### [Problem statement]
Every entry that follows is to be duplicated exactly.

########

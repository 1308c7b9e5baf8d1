use std::sync::Arc;
use std::time::Duration;

use relay_config::{
    Config, DebugOptions, HealthCheckConfig, ProviderKind, RoutingConfig, RoutingStrategy,
};
use relay_health::CircuitBreakerTable;
use relay_pool::KeyPool;
use relay_route::{Candidate, ModelFilter, Strategy};
use relay_sigcache::SignatureCache;
use relay_upstream::Adapter;

use crate::auth::AuthGate;

/// Fallback model for synthetic probes when a provider declares none
const DEFAULT_PROBE_MODEL: &str = "claude-3-5-haiku-latest";

/// One configured, enabled provider and its runtime companions
pub struct ProviderHandle {
    pub name: String,
    pub kind: ProviderKind,
    pub weight: u32,
    pub priority: i32,
    pub models: Vec<String>,
    /// Model used for synthetic health probes
    pub probe_model: String,
    pub adapter: Adapter,
    pub pool: KeyPool,
    pub client: reqwest::Client,
}

/// Shared state for all route handlers
#[derive(Clone)]
pub struct RelayState {
    inner: Arc<StateInner>,
}

pub(crate) struct StateInner {
    pub providers: Vec<Arc<ProviderHandle>>,
    pub strategy: Strategy,
    pub routing: RoutingConfig,
    pub filter: Option<ModelFilter>,
    pub breakers: CircuitBreakerTable,
    pub sigcache: SignatureCache,
    pub auth: AuthGate,
    pub request_timeout: Duration,
    pub health_check: HealthCheckConfig,
    pub debug_options: DebugOptions,
}

impl RelayState {
    /// Build runtime state from configuration
    ///
    /// Constructs one adapter, key pool, and HTTP client per enabled
    /// provider; cloud credential sources resolve here, at startup.
    ///
    /// # Errors
    ///
    /// Returns an error when no provider is enabled or a provider's
    /// adapter cannot be built.
    pub async fn from_config(config: Config) -> anyhow::Result<Self> {
        let mut providers = Vec::new();

        for provider_config in &config.providers {
            if !provider_config.enabled {
                tracing::info!(provider = %provider_config.name, "provider disabled, skipping");
                continue;
            }

            let adapter = Adapter::from_config(provider_config).await.map_err(|e| {
                anyhow::anyhow!("provider '{}' failed to initialize: {e}", provider_config.name)
            })?;
            let pool = KeyPool::from_config(provider_config);
            let client = reqwest::Client::builder()
                .connect_timeout(Duration::from_secs(10))
                .build()?;

            let probe_model = provider_config
                .models
                .first()
                .cloned()
                .or_else(|| provider_config.model_mapping.keys().next().cloned())
                .unwrap_or_else(|| DEFAULT_PROBE_MODEL.to_owned());

            providers.push(Arc::new(ProviderHandle {
                name: provider_config.name.clone(),
                kind: provider_config.kind,
                weight: provider_config.weight.max(1),
                priority: provider_config.priority,
                models: provider_config.models.clone(),
                probe_model,
                adapter,
                pool,
                client,
            }));
        }

        anyhow::ensure!(!providers.is_empty(), "no enabled providers configured");

        let filter = (config.routing.strategy == RoutingStrategy::ModelBased).then(|| {
            ModelFilter::new(
                config.routing.model_mapping.clone(),
                config.routing.default_provider.clone(),
            )
        });

        Ok(Self {
            inner: Arc::new(StateInner {
                strategy: Strategy::from_config(&config.routing),
                routing: config.routing,
                filter,
                breakers: CircuitBreakerTable::new(&config.health.circuit_breaker),
                sigcache: SignatureCache::new(),
                auth: AuthGate::from_config(&config.auth),
                request_timeout: Duration::from_millis(config.server.request_timeout_ms),
                health_check: config.health.health_check.clone(),
                debug_options: config.logging.debug_options,
                providers,
            }),
        })
    }

    pub(crate) fn inner(&self) -> &StateInner {
        &self.inner
    }

    /// Find a provider handle by name
    pub(crate) fn provider(&self, name: &str) -> Option<&Arc<ProviderHandle>> {
        self.inner.providers.iter().find(|p| p.name == name)
    }

    /// Build the router's candidate view over a set of providers
    ///
    /// Samples breaker health exactly once per candidate.
    pub(crate) fn candidates<'a>(
        &'a self,
        providers: &[&'a Arc<ProviderHandle>],
    ) -> Vec<Candidate<'a>> {
        providers
            .iter()
            .map(|p| Candidate {
                name: &p.name,
                weight: p.weight,
                priority: p.priority,
                healthy: self.inner.breakers.healthy(&p.name),
                last_failure: self.inner.breakers.last_failure(&p.name),
            })
            .collect()
    }
}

########

### [Output below]
repository 1308c7b9e5baf8d1
use std::sync::Arc;
use std::time::Duration;

use relay_config::{
    Config, DebugOptions, HealthCheckConfig, ProviderKind, RoutingConfig, RoutingStrategy,
};
use relay_health::CircuitBreakerTable;
use relay_pool::KeyPool;
use relay_route::{Candidate, ModelFilter, Strategy};
use relay_sigcache::SignatureCache;
use relay_upstream::Adapter;

use crate::auth::AuthGate;

/// Fallback model for synthetic probes when a provider declares none
const DEFAULT_PROBE_MODEL: &str = "claude-3-5-haiku-latest";

/// One configured, enabled provider and its runtime companions
pub struct ProviderHandle {
    pub name: String,
    pub kind: ProviderKind,
    pub weight: u32,
    pub priority: i32,
    pub models: Vec<String>,
    /// Model used for synthetic health probes
    pub probe_model: String,
    pub adapter: Adapter,
    pub pool: KeyPool,
    pub client: reqwest::Client,
}

/// Shared state for all route handlers
#[derive(Clone)]
pub struct RelayState {
    inner: Arc<StateInner>,
}

pub(crate) struct StateInner {
    pub providers: Vec<Arc<ProviderHandle>>,
    pub strategy: Strategy,
    pub routing: RoutingConfig,
    pub filter: Option<ModelFilter>,
    pub breakers: CircuitBreakerTable,
    pub sigcache: SignatureCache,
    pub auth: AuthGate,
    pub request_timeout: Duration,
    pub health_check: HealthCheckConfig,
    pub debug_options: DebugOptions,
}

impl RelayState {
    /// Build runtime state from configuration
    ///
    /// Constructs one adapter, key pool, and HTTP client per enabled
    /// provider; cloud credential sources resolve here, at startup.
    ///
    /// # Errors
    ///
    /// Returns an error when no provider is enabled or a provider's
    /// adapter cannot be built.
    pub async fn from_config(config: Config) -> anyhow::Result<Self> {
        let mut providers = Vec::new();

        for provider_config in &config.providers {
            if !provider_config.enabled {
                tracing::info!(provider = %provider_config.name, "provider disabled, skipping");
                continue;
            }

            let adapter = Adapter::from_config(provider_config).await.map_err(|e| {
                anyhow::anyhow!("provider '{}' failed to initialize: {e}", provider_config.name)
            })?;
            let pool = KeyPool::from_config(provider_config);
            let client = reqwest::Client::builder()
                .connect_timeout(Duration::from_secs(10))
                .build()?;

            let probe_model = provider_config
                .models
                .first()
                .cloned()
                .or_else(|| provider_config.model_mapping.keys().next().cloned())
                .unwrap_or_else(|| DEFAULT_PROBE_MODEL.to_owned());

            providers.push(Arc::new(ProviderHandle {
                name: provider_config.name.clone(),
                kind: provider_config.kind,
                weight: provider_config.weight.max(1),
                priority: provider_config.priority,
                models: provider_config.models.clone(),
                probe_model,
                adapter,
                pool,
                client,
            }));
        }

        anyhow::ensure!(!providers.is_empty(), "no enabled providers configured");

        let filter = (config.routing.strategy == RoutingStrategy::ModelBased).then(|| {
            ModelFilter::new(
                config.routing.model_mapping.clone(),
                config.routing.default_provider.clone(),
            )
        });

        Ok(Self {
            inner: Arc::new(StateInner {
                strategy: Strategy::from_config(&config.routing),
                routing: config.routing,
                filter,
                breakers: CircuitBreakerTable::new(&config.health.circuit_breaker),
                sigcache: SignatureCache::new(),
                auth: AuthGate::from_config(&config.auth),
                request_timeout: Duration::from_millis(config.server.request_timeout_ms),
                health_check: config.health.health_check.clone(),
                debug_options: config.logging.debug_options,
                providers,
            }),
        })
    }

    pub(crate) fn inner(&self) -> &StateInner {
        &self.inner
    }

    /// Find a provider handle by name
    pub(crate) fn provider(&self, name: &str) -> Option<&Arc<ProviderHandle>> {
        self.inner.providers.iter().find(|p| p.name == name)
    }

    /// Build the router's candidate view over a set of providers
    ///
    /// Samples breaker health exactly once per candidate.
    pub(crate) fn candidates<'a>(
        &'a self,
        providers: &[&'a Arc<ProviderHandle>],
    ) -> Vec<Candidate<'a>> {
        providers
            .iter()
            .map(|p| Candidate {
                name: &p.name,
                weight: p.weight,
                priority: p.priority,
                healthy: self.inner.breakers.healthy(&p.name),
                last_failure: self.inner.breakers.last_failure(&p.name),
            })
            .collect()
    }
}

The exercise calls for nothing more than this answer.